Understanding Compression of Convolutional Neural Nets: Part 1

There are neural network applications where the resources, for example compute power, memory space, battery power etc., are limited. In such instances, we may want to simplify a trained network to better deal with available resources. While simplifying, we obviously would like to maintain the network accuracy as much as possible. Such a network simplification is termed compression of deep neural networks. In this three-part blog posts, I am going to share with you some simple examples of neural network compression to help you better understand compressing deep neural nets. In Part 1, I will begin with a technique, known as singular value decomposition (SVD), which is the basis of compression methods. Part 2 will show compression of feedforward neural networks and Part 3 will demonstrate compression of convolution layers in convolutional neural networks (CNNs).

Singular Value Decomposition (SVD)

Let’s begin our discussion on SVD by recalling that the rank of a matrix is the number of independent columns or rows. For example, the matrix

\bold A = \begin{bmatrix}1 & 2\\3 & 4\end {bmatrix}

has rank 2 as its both columns are independents, i.e. one column/row is not a scaled version of the other column. On the other hand, the following matrix is a matrix of rank 1 as the second column/row is same as the first column multiplied by 2.

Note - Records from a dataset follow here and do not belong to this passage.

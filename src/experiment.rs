//! Main `Experiment` entry point and builder.

use std::time::Instant;

use tracing::{info, trace, warn};

use crate::config::Config;
use crate::error::Result;
use crate::result::ResultTable;
use crate::sampling::{trial_rng, AbundanceModel};
use crate::thread_pool::map_indexed;
use crate::trial::TrialSimulator;

/// Repeats independent trials and collects their Hill profiles.
///
/// # Example
///
/// ```
/// use joint_hill::Experiment;
///
/// let table = Experiment::quick()
///     .species(30)
///     .trials(5)
///     .seed(7)
///     .run()
///     .unwrap();
///
/// assert_eq!(table.len(), 5);
/// assert_eq!(table.columns.len(), 8);
/// ```
#[derive(Debug, Clone, Default)]
pub struct Experiment {
    config: Config,
}

impl Experiment {
    /// Create with default configuration: 1,000 species, 200 trials,
    /// 10 workers, log-series abundances, covariance 0.75, orders 1-4.
    pub fn new() -> Self {
        Self {
            config: Config::default(),
        }
    }

    /// Create with a small configuration for tests and previews.
    ///
    /// Settings:
    /// - 100 species (vs 1,000 default)
    /// - 20 trials (vs 200 default)
    /// - 2 workers (vs 10 default)
    pub fn quick() -> Self {
        Self {
            config: Config {
                species: 100,
                trials: 20,
                workers: 2,
                ..Config::default()
            },
        }
    }

    /// Create from an existing configuration.
    pub fn from_config(config: Config) -> Self {
        Self { config }
    }

    /// Set species per trial.
    pub fn species(mut self, n: usize) -> Self {
        self.config.species = n;
        self
    }

    /// Set number of trials.
    pub fn trials(mut self, n: usize) -> Self {
        self.config.trials = n;
        self
    }

    /// Set number of concurrent workers.
    pub fn workers(mut self, n: usize) -> Self {
        self.config.workers = n;
        self
    }

    /// Set the abundance model.
    pub fn abundance(mut self, model: AbundanceModel) -> Self {
        self.config.abundance = model;
        self
    }

    /// Set the attribute covariance of the correlated regime.
    pub fn covariance(mut self, rho: f64) -> Self {
        self.config.covariance = rho;
        self
    }

    /// Set the diversity orders.
    pub fn orders(mut self, orders: impl Into<Vec<f64>>) -> Self {
        self.config.orders = orders.into();
        self
    }

    /// Set deterministic seed.
    pub fn seed(mut self, seed: u64) -> Self {
        self.config.seed = Some(seed);
        self
    }

    /// Get the current configuration.
    pub fn config(&self) -> &Config {
        &self.config
    }

    /// Run every trial and collect the result table.
    ///
    /// Rows are in trial order. For a fixed seed the table is identical for
    /// any worker count. NaN cells from degenerate draws are kept.
    ///
    /// # Errors
    ///
    /// Returns an error for invalid configuration or if the worker pool
    /// cannot be built.
    pub fn run(&self) -> Result<ResultTable> {
        let start = Instant::now();
        let simulator = TrialSimulator::new(&self.config)?;
        let seed = self.config.seed.unwrap_or_else(rand::random);

        info!(
            species = self.config.species,
            trials = self.config.trials,
            workers = self.config.workers,
            abundance = self.config.abundance.name(),
            seed,
            "starting experiment"
        );

        let trials = map_indexed(self.config.workers, self.config.trials, |i| {
            trace!(trial = i, "simulating trial");
            let mut rng = trial_rng(seed, i);
            simulator.simulate(&mut rng)
        })?;

        let table = ResultTable::from_trials(simulator.orders(), &trials);

        let non_finite = table.non_finite_count();
        if non_finite > 0 {
            warn!(non_finite, "result table contains non-finite values");
        }
        info!(
            rows = table.len(),
            elapsed_secs = start.elapsed().as_secs_f64(),
            "experiment finished"
        );

        Ok(table)
    }
}

#[cfg(test)]
mod tests {
    use super::*;
    use crate::error::HillError;

    #[test]
    fn test_experiment_default_config() {
        let experiment = Experiment::new();
        assert_eq!(experiment.config().species, 1000);
        assert_eq!(experiment.config().trials, 200);
        assert_eq!(experiment.config().workers, 10);
        assert_eq!(experiment.config().seed, None);
    }

    #[test]
    fn test_experiment_builder() {
        let experiment = Experiment::new()
            .species(500)
            .trials(50)
            .workers(4)
            .covariance(0.5)
            .orders(vec![0.0, 1.0, 2.0])
            .abundance(AbundanceModel::uniform())
            .seed(99);

        let config = experiment.config();
        assert_eq!(config.species, 500);
        assert_eq!(config.trials, 50);
        assert_eq!(config.workers, 4);
        assert_eq!(config.covariance, 0.5);
        assert_eq!(config.orders, vec![0.0, 1.0, 2.0]);
        assert_eq!(config.abundance, AbundanceModel::uniform());
        assert_eq!(config.seed, Some(99));
    }

    #[test]
    fn test_experiment_quick() {
        let experiment = Experiment::quick();
        assert_eq!(experiment.config().species, 100);
        assert_eq!(experiment.config().trials, 20);
        assert_eq!(experiment.config().workers, 2);
    }

    #[test]
    fn test_row_count_independent_of_workers() {
        for workers in [1, 4] {
            let table = Experiment::quick()
                .species(25)
                .trials(12)
                .workers(workers)
                .run()
                .unwrap();
            assert_eq!(table.len(), 12);
            assert!(table.rows.iter().all(|row| row.len() == 8));
        }
    }

    #[test]
    fn test_seeded_runs_match_across_workers() {
        let base = Experiment::quick().species(25).trials(8).seed(1234);
        let one = base.clone().workers(1).run().unwrap();
        let many = base.workers(6).run().unwrap();
        assert_eq!(one, many);
    }

    #[test]
    fn test_invalid_config_fails_fast() {
        let err = Experiment::quick().trials(0).run().unwrap_err();
        assert!(matches!(err, HillError::InvalidConfig { .. }));
    }
}
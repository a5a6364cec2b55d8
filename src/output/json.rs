//! JSON serialization for result tables and summaries.
//!
//! Non-finite cells are written as `null`.

use std::fs;
use std::path::Path;

use serde::Serialize;

use crate::error::Result;

/// Serialize a value to a compact JSON string.
pub fn to_json<T: Serialize>(value: &T) -> Result<String> {
    Ok(serde_json::to_string(value)?)
}

/// Serialize a value to a pretty-printed JSON string.
pub fn to_json_pretty<T: Serialize>(value: &T) -> Result<String> {
    Ok(serde_json::to_string_pretty(value)?)
}

/// Write a value as pretty-printed JSON to `path`.
pub fn write_json<T: Serialize>(value: &T, path: impl AsRef<Path>) -> Result<()> {
    fs::write(path, to_json_pretty(value)?)?;
    Ok(())
}

#[cfg(test)]
mod tests {
    use super::*;
    use crate::result::ResultTable;
    use crate::statistics::Summary;
    use crate::trial::TrialResult;

    fn make_table() -> ResultTable {
        ResultTable::from_trials(
            &[1.0, 2.0],
            &[
                TrialResult {
                    correlated: vec![2.5, 2.0],
                    uncorrelated: vec![3.0, 2.75],
                },
                TrialResult {
                    correlated: vec![f64::NAN, 1.5],
                    uncorrelated: vec![3.5, 3.25],
                },
            ],
        )
    }

    #[test]
    fn test_table_to_json() {
        let json = to_json(&make_table()).unwrap();
        assert!(json.contains("\"columns\":[\"cor1\",\"cor2\",\"noc1\",\"noc2\"]"));
        assert!(json.contains("[2.5,2.0,3.0,2.75]"));
        assert!(json.contains("[null,1.5,3.5,3.25]"));
    }

    #[test]
    fn test_summary_to_json_pretty() {
        let summary = Summary::from_table(&make_table());
        let json = to_json_pretty(&summary).unwrap();
        assert!(json.contains('\n'));
        assert!(json.contains("\"regime\": \"Uncorrelated\""));
        assert!(json.contains("\"median\""));
    }

    #[test]
    fn test_write_json() {
        let dir = tempfile::tempdir().unwrap();
        let path = dir.path().join("table.json");
        write_json(&make_table(), &path).unwrap();
        let contents = std::fs::read_to_string(&path).unwrap();
        assert!(contents.contains("noc2"));
    }
}
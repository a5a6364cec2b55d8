//! Statistical summaries across trials.
//!
//! - Quantile computation (R-7 linear interpolation)
//! - Per-column 2.5 / 50 / 97.5 percentile bands of a result table

mod quantile;
mod summary;

pub use quantile::{compute_quantiles, compute_quantiles_sorted};
pub use summary::{ColumnSummary, Summary};
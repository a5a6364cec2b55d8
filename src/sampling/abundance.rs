//! Species abundance models.
//!
//! Three generators for the regional species pool:
//! - Fisher log-series (heavy-tailed, the default)
//! - Lognormal shifted by one individual
//! - Uniform split of a fixed number of individuals

use rand::Rng;
use rand_distr::{Distribution, LogNormal};
use serde::{Deserialize, Serialize};

use crate::constants::{
    DEFAULT_LOGNORMAL_SHAPE, DEFAULT_LOGSERIES_SHAPE, DEFAULT_UNIFORM_INDIVIDUALS,
};
use crate::error::{HillError, Result};

/// Generator of per-species abundance counts.
#[derive(Debug, Clone, Copy, PartialEq, Serialize, Deserialize)]
#[serde(tag = "model", rename_all = "snake_case")]
pub enum AbundanceModel {
    /// Fisher log-series, `P(n) ∝ pⁿ / n` with `p = exp(-shape)`.
    LogSeries {
        /// Decay rate; smaller values give heavier tails.
        shape: f64,
    },
    /// `floor(1 + exp(shape · Z))` with `Z ~ N(0, 1)`.
    LogNormal {
        /// Standard deviation of the underlying normal.
        shape: f64,
    },
    /// Every species receives `individuals / S`, rounded down.
    Uniform {
        /// Total individuals in the pool.
        individuals: f64,
    },
}

impl Default for AbundanceModel {
    fn default() -> Self {
        AbundanceModel::LogSeries {
            shape: DEFAULT_LOGSERIES_SHAPE,
        }
    }
}

impl AbundanceModel {
    /// Log-series with the given shape.
    pub fn log_series(shape: f64) -> Self {
        AbundanceModel::LogSeries { shape }
    }

    /// Lognormal with the default shape (1.98).
    pub fn log_normal() -> Self {
        AbundanceModel::LogNormal {
            shape: DEFAULT_LOGNORMAL_SHAPE,
        }
    }

    /// Uniform split of the default pool size (750,000 individuals).
    pub fn uniform() -> Self {
        AbundanceModel::Uniform {
            individuals: DEFAULT_UNIFORM_INDIVIDUALS,
        }
    }

    /// Short model name for reports.
    pub fn name(&self) -> &'static str {
        match self {
            AbundanceModel::LogSeries { .. } => "logseries",
            AbundanceModel::LogNormal { .. } => "lognormal",
            AbundanceModel::Uniform { .. } => "uniform",
        }
    }

    /// Check parameters are inside the model's domain.
    pub fn validate(&self) -> Result<()> {
        match *self {
            AbundanceModel::LogSeries { shape } if !(shape.is_finite() && shape > 0.0) => Err(
                HillError::invalid_abundance(format!("log-series shape must be > 0, got {shape}")),
            ),
            AbundanceModel::LogNormal { shape } if !(shape.is_finite() && shape >= 0.0) => Err(
                HillError::invalid_abundance(format!("lognormal shape must be >= 0, got {shape}")),
            ),
            AbundanceModel::Uniform { individuals }
                if !(individuals.is_finite() && individuals > 0.0) =>
            {
                Err(HillError::invalid_abundance(format!(
                    "uniform pool size must be > 0, got {individuals}"
                )))
            }
            _ => Ok(()),
        }
    }

    /// Draw abundance counts for `species` species.
    ///
    /// # Errors
    ///
    /// Returns [`HillError::InvalidAbundance`] if the parameters are invalid.
    pub fn sample_n<R: Rng + ?Sized>(&self, rng: &mut R, species: usize) -> Result<Vec<u64>> {
        self.validate()?;
        let counts = match *self {
            AbundanceModel::LogSeries { shape } => {
                let p = (-shape).exp();
                (0..species).map(|_| sample_log_series(p, rng)).collect()
            }
            AbundanceModel::LogNormal { shape } => {
                let dist = LogNormal::new(0.0, shape)
                    .map_err(|e| HillError::invalid_abundance(e.to_string()))?;
                (0..species)
                    .map(|_| (1.0 + dist.sample(rng)).floor() as u64)
                    .collect()
            }
            AbundanceModel::Uniform { individuals } => {
                let each = (individuals / species as f64).floor() as u64;
                vec![each; species]
            }
        };
        Ok(counts)
    }
}

/// Draw one log-series variate with parameter `p` in (0, 1).
///
/// Kemp's LK algorithm (Kemp 1981), as used by numpy.
fn sample_log_series<R: Rng + ?Sized>(p: f64, rng: &mut R) -> u64 {
    let r = (-p).ln_1p();

    loop {
        let v: f64 = rng.random();
        if v >= p {
            return 1;
        }

        let u: f64 = rng.random();
        let q = -(r * u).exp_m1();
        if v <= q * q {
            let result = (1.0 + v.ln() / q.ln()).floor();
            if result < 1.0 || v == 0.0 {
                continue;
            }
            return result as u64;
        }
        if v >= q {
            return 1;
        }
        return 2;
    }
}
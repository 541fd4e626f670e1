//! Validated train record.

use super::{Direction, Minutes, StationName};

/// A single upcoming train on a station's board.
///
/// Constructed by the API boundary's convert step, so every field is already
/// validated: labels are non-blank and the minute fields are parsed numbers.
/// Records are immutable once built.
#[derive(Debug, Clone, PartialEq, Eq)]
pub struct TrainRecord {
    /// Where the train is heading.
    pub destination: StationName,
    /// Direction label the feed assigns, e.g. "Northbound".
    pub direction: Direction,
    /// Minutes until scheduled arrival, before any delay.
    pub due_in: Minutes,
    /// Signed delay in minutes; negative means running early.
    pub late: Minutes,
}

impl TrainRecord {
    /// True when this train terminates at `station`.
    ///
    /// A terminating train is an inbound service and does not count as an
    /// outbound departure from that station's perspective.
    pub fn terminates_at(&self, station: &StationName) -> bool {
        &self.destination == station
    }

    /// Minutes until arrival with the delay applied.
    pub fn actual_due(&self) -> Minutes {
        self.due_in + self.late
    }
}
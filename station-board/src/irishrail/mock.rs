//! Mock realtime client for testing without API access.
//!
//! Loads sample station boards from JSON files and serves them as if they
//! were live responses.

use std::collections::HashMap;
use std::path::Path;
use std::sync::Arc;

use crate::domain::{StationName, TrainRecord};

use super::convert::convert_station_data;
use super::error::ApiError;
use super::types::StationDataResponse;

/// Mock realtime client that serves data from JSON files.
///
/// Useful for development and tests without hitting the live feed. Expects
/// files named `{Station}.json` (e.g. `Malahide.json`), each holding one
/// station data response.
#[derive(Clone)]
pub struct MockStationClient {
    /// Pre-loaded responses, keyed by station name.
    boards: Arc<HashMap<StationName, StationDataResponse>>,
}

impl MockStationClient {
    /// Create a mock client by loading JSON files from a directory.
    pub fn new(data_dir: impl AsRef<Path>) -> Result<Self, ApiError> {
        let data_dir = data_dir.as_ref();
        let mut boards = HashMap::new();

        let entries = std::fs::read_dir(data_dir).map_err(|e| ApiError::Api {
            status: 0,
            message: format!("Failed to read mock data directory: {e}"),
        })?;

        for entry in entries {
            let entry = entry.map_err(|e| ApiError::Api {
                status: 0,
                message: format!("Failed to read directory entry: {e}"),
            })?;

            let path = entry.path();
            if !path.is_file() || path.extension().and_then(|s| s.to_str()) != Some("json") {
                continue;
            }

            // Extract the station name from the filename
            // (e.g. "Malahide.json" -> "Malahide")
            let name_str =
                path.file_stem()
                    .and_then(|s| s.to_str())
                    .ok_or_else(|| ApiError::Api {
                        status: 0,
                        message: format!("Invalid filename: {path:?}"),
                    })?;

            let station = StationName::parse(name_str).map_err(|_| ApiError::Api {
                status: 0,
                message: format!("Invalid station name in filename: {name_str}"),
            })?;

            let json = std::fs::read_to_string(&path).map_err(|e| ApiError::Api {
                status: 0,
                message: format!("Failed to read {path:?}: {e}"),
            })?;

            let board: StationDataResponse =
                serde_json::from_str(&json).map_err(|e| ApiError::Json {
                    message: format!("Failed to parse {path:?}: {e}"),
                    body: None,
                })?;

            boards.insert(station, board);
        }

        if boards.is_empty() {
            return Err(ApiError::Api {
                status: 0,
                message: format!("No mock board files found in {data_dir:?}"),
            });
        }

        Ok(Self {
            boards: Arc::new(boards),
        })
    }

    /// Fetch the board for a station.
    ///
    /// Mimics the real `StationClient::fetch_station` interface, including
    /// the unknown-station error for stations with no mock file.
    pub async fn fetch_station(
        &self,
        station: &StationName,
    ) -> Result<Vec<TrainRecord>, ApiError> {
        let board = self
            .boards
            .get(station)
            .ok_or_else(|| ApiError::UnknownStation(station.as_str().to_string()))?;

        Ok(convert_station_data(board)?)
    }

    /// List stations available in the mock data.
    pub fn available_stations(&self) -> Vec<StationName> {
        self.boards.keys().cloned().collect()
    }
}
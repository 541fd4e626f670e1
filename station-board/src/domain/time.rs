//! Minute arithmetic for arrival estimates.
//!
//! The realtime feed expresses everything in whole minutes relative to now:
//! `dueIn` is the scheduled wait and `late` is a signed delay to add to it.
//! Both arrive as numeric strings on the wire.

use std::fmt;
use std::ops::Add;

/// Error returned when parsing an invalid minute string.
#[derive(Debug, Clone, PartialEq, Eq, thiserror::Error)]
#[error("invalid minutes: {reason}")]
pub struct InvalidMinutes {
    reason: &'static str,
}

/// A signed count of minutes.
///
/// Delays can be negative (a train running early), so arithmetic is plain
/// signed addition with no clamping or special-casing.
///
/// # Examples
///
/// ```
/// use station_board::domain::Minutes;
///
/// let due = Minutes::parse("5").unwrap();
/// let late = Minutes::parse("-1").unwrap();
/// assert_eq!(due + late, Minutes::new(4));
/// ```
#[derive(Clone, Copy, PartialEq, Eq, PartialOrd, Ord, Hash)]
pub struct Minutes(i64);

impl Minutes {
    /// Create a minute count from a raw value.
    pub const fn new(n: i64) -> Self {
        Minutes(n)
    }

    /// Parse a minute count from a numeric string.
    ///
    /// Accepts an optional sign and surrounding whitespace, the way the
    /// feed actually formats these fields.
    pub fn parse(s: &str) -> Result<Self, InvalidMinutes> {
        s.trim().parse::<i64>().map(Minutes).map_err(|_| InvalidMinutes {
            reason: "not a whole number of minutes",
        })
    }

    /// Returns the raw minute count.
    pub const fn get(self) -> i64 {
        self.0
    }
}

impl Add for Minutes {
    type Output = Minutes;

    fn add(self, rhs: Minutes) -> Minutes {
        Minutes(self.0 + rhs.0)
    }
}

impl fmt::Debug for Minutes {
    fn fmt(&self, f: &mut fmt::Formatter<'_>) -> fmt::Result {
        write!(f, "Minutes({})", self.0)
    }
}

impl fmt::Display for Minutes {
    fn fmt(&self, f: &mut fmt::Formatter<'_>) -> fmt::Result {
        write!(f, "{}", self.0)
    }
}


#[cfg(test)]
mod proptests {
    use super::*;
    use proptest::prelude::*;

    proptest! {
        /// Roundtrip: any i64 survives format then parse
        #[test]
        fn roundtrip(n in any::<i64>()) {
            let parsed = Minutes::parse(&n.to_string()).unwrap();
            prop_assert_eq!(parsed, Minutes::new(n));
        }

        /// Addition matches the underlying integers
        #[test]
        fn addition_matches_integers(a in -10_000i64..10_000, b in -10_000i64..10_000) {
            prop_assert_eq!((Minutes::new(a) + Minutes::new(b)).get(), a + b);
        }

        /// Parsing never panics on arbitrary input
        #[test]
        fn parse_total(s in ".*") {
            let _ = Minutes::parse(&s);
        }
    }
}
//! Next-train selection for one direction.

use crate::domain::{Direction, Minutes, StationName, TrainRecord};

/// The next train in a direction, with the delay-adjusted due time.
#[derive(Debug, Clone, PartialEq, Eq)]
pub struct NextTrain {
    /// Where that train is heading.
    pub destination: StationName,
    /// Minutes until arrival including the delay.
    pub actual_due: Minutes,
}

/// First train on the board heading `direction`, if any.
///
/// The feed orders the board soonest-first, so the first match is the next
/// arrival; this function preserves board order rather than comparing due
/// times itself. Trains terminating at `station` never qualify. `None`
/// means no service in that direction - a normal outcome (e.g. the last
/// train of the day has passed), not an error.
pub fn next_train_for_direction(
    station: &StationName,
    trains: &[TrainRecord],
    direction: &Direction,
) -> Option<NextTrain> {
    trains
        .iter()
        .filter(|train| !train.terminates_at(station))
        .find(|train| &train.direction == direction)
        .map(|train| NextTrain {
            destination: train.destination.clone(),
            actual_due: train.actual_due(),
        })
}

#[cfg(test)]
mod tests {
    use super::*;

    fn record(destination: &str, direction: &str, due_in: i64, late: i64) -> TrainRecord {
        TrainRecord {
            destination: StationName::parse(destination).unwrap(),
            direction: Direction::parse(direction).unwrap(),
            due_in: Minutes::new(due_in),
            late: Minutes::new(late),
        }
    }

    fn station(name: &str) -> StationName {
        StationName::parse(name).unwrap()
    }

    fn direction(label: &str) -> Direction {
        Direction::parse(label).unwrap()
    }

    #[test]
    fn finds_next_southbound_with_delay_applied() {
        let trains = vec![
            record("Malahide", "Northbound", 2, 0),
            record("Dublin Pearse", "Southbound", 5, 1),
        ];

        let next =
            next_train_for_direction(&station("Malahide"), &trains, &direction("Southbound"))
                .unwrap();

        assert_eq!(next.destination.as_str(), "Dublin Pearse");
        assert_eq!(next.actual_due, Minutes::new(6));
    }

    #[test]
    fn no_matching_direction_is_absence_not_error() {
        let trains = vec![record("Dublin Pearse", "Southbound", 5, 1)];

        let next =
            next_train_for_direction(&station("Malahide"), &trains, &direction("Northbound"));
        assert_eq!(next, None);
    }

    #[test]
    fn empty_board_gives_absence() {
        let next = next_train_for_direction(&station("Malahide"), &[], &direction("Southbound"));
        assert_eq!(next, None);
    }

    #[test]
    fn first_listed_wins_over_smaller_due_time() {
        // Board order decides, even when a later train would arrive sooner.
        let trains = vec![
            record("Drogheda", "Northbound", 20, 0),
            record("Howth", "Northbound", 3, 0),
        ];

        let next =
            next_train_for_direction(&station("Malahide"), &trains, &direction("Northbound"))
                .unwrap();

        assert_eq!(next.destination.as_str(), "Drogheda");
        assert_eq!(next.actual_due, Minutes::new(20));
    }

    #[test]
    fn terminating_train_is_skipped_even_when_direction_matches() {
        let trains = vec![
            record("Malahide", "Northbound", 2, 0),
            record("Drogheda", "Northbound", 9, 1),
        ];

        let next =
            next_train_for_direction(&station("Malahide"), &trains, &direction("Northbound"))
                .unwrap();

        assert_eq!(next.destination.as_str(), "Drogheda");
        assert_eq!(next.actual_due, Minutes::new(10));
    }

    #[test]
    fn only_terminating_trains_gives_absence() {
        let trains = vec![record("Malahide", "Northbound", 2, 0)];

        let next =
            next_train_for_direction(&station("Malahide"), &trains, &direction("Northbound"));
        assert_eq!(next, None);
    }

    #[test]
    fn early_train_reduces_actual_due() {
        let trains = vec![record("Bray", "Southbound", 5, -1)];

        let next =
            next_train_for_direction(&station("Malahide"), &trains, &direction("Southbound"))
                .unwrap();

        assert_eq!(next.actual_due, Minutes::new(4));
    }
}

#[cfg(test)]
mod proptests {
    use super::*;
    use proptest::prelude::*;

    const TARGET: &str = "Malahide";
    const DESTINATIONS: &[&str] = &["Malahide", "Howth", "Bray", "Drogheda", "Greystones"];
    const DIRECTIONS: &[&str] = &["Northbound", "Southbound", "To Dublin"];

    fn arb_record() -> impl Strategy<Value = TrainRecord> {
        (
            prop::sample::select(DESTINATIONS),
            prop::sample::select(DIRECTIONS),
            -5i64..180,
            -10i64..60,
        )
            .prop_map(|(destination, direction, due_in, late)| TrainRecord {
                destination: StationName::parse(destination).unwrap(),
                direction: Direction::parse(direction).unwrap(),
                due_in: Minutes::new(due_in),
                late: Minutes::new(late),
            })
    }

    fn arb_board() -> impl Strategy<Value = Vec<TrainRecord>> {
        prop::collection::vec(arb_record(), 0..12)
    }

    fn arb_direction() -> impl Strategy<Value = Direction> {
        prop::sample::select(DIRECTIONS).prop_map(|d| Direction::parse(d).unwrap())
    }

    proptest! {
        /// The selected train never terminates at the queried station
        #[test]
        fn never_returns_terminating_train(trains in arb_board(), dir in arb_direction()) {
            let target = StationName::parse(TARGET).unwrap();

            if let Some(next) = next_train_for_direction(&target, &trains, &dir) {
                prop_assert_ne!(next.destination, target);
            }
        }

        /// The selection is exactly the first qualifying record in board order
        #[test]
        fn first_qualifying_record_wins(trains in arb_board(), dir in arb_direction()) {
            let target = StationName::parse(TARGET).unwrap();

            let expected = trains
                .iter()
                .find(|t| !t.terminates_at(&target) && t.direction == dir)
                .map(|t| NextTrain {
                    destination: t.destination.clone(),
                    actual_due: t.due_in + t.late,
                });

            prop_assert_eq!(next_train_for_direction(&target, &trains, &dir), expected);
        }

        /// Absence means no qualifying record exists
        #[test]
        fn absence_means_no_service(trains in arb_board(), dir in arb_direction()) {
            let target = StationName::parse(TARGET).unwrap();

            if next_train_for_direction(&target, &trains, &dir).is_none() {
                let any_qualifying = trains.iter().any(|t| {
                    !t.terminates_at(&target) && t.direction == dir
                });
                prop_assert!(!any_qualifying);
            }
        }

        /// Every direction the extractor reports has a next train
        #[test]
        fn extracted_directions_always_have_a_train(trains in arb_board()) {
            let target = StationName::parse(TARGET).unwrap();

            for dir in super::super::directions::station_directions(&target, &trains) {
                prop_assert!(next_train_for_direction(&target, &trains, &dir).is_some());
            }
        }
    }
}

\bold A = \begin{bmatrix}1 & 2\\2 & 4\end {bmatrix}

Given a matrix, sometimes you may want to obtain its approximation. Use of such approximations in common in numerous tasks such as dimensionality reduction, information retrieval and text mining, and in image processing. The singular value decomposition (SVD) is one such method for obtaining low rank approximations of a given matrix. Another popular matrix decomposition method is non-negative matrix factorization (NMF). You can read about it in my earlier blog post.
In SVD, a real-valued matrix A of size m x n is factorized as

\bold A = \bold {UDV}^t

where \bold U is an orthogonal matrix of size m x m of left singular vectors and \bold V is an orthogonal matrix of size n x n of right singular vectors. The matrix \bold D is a diagonal matrix of size m x n of singular values. A low rank approximation to matrix A of rank r is obtained by using only a subset of singular values and the corresponding left and right singular vectors as given by the following expression. In other words, the approximation is obtained by the weighted sum of rank one matrices.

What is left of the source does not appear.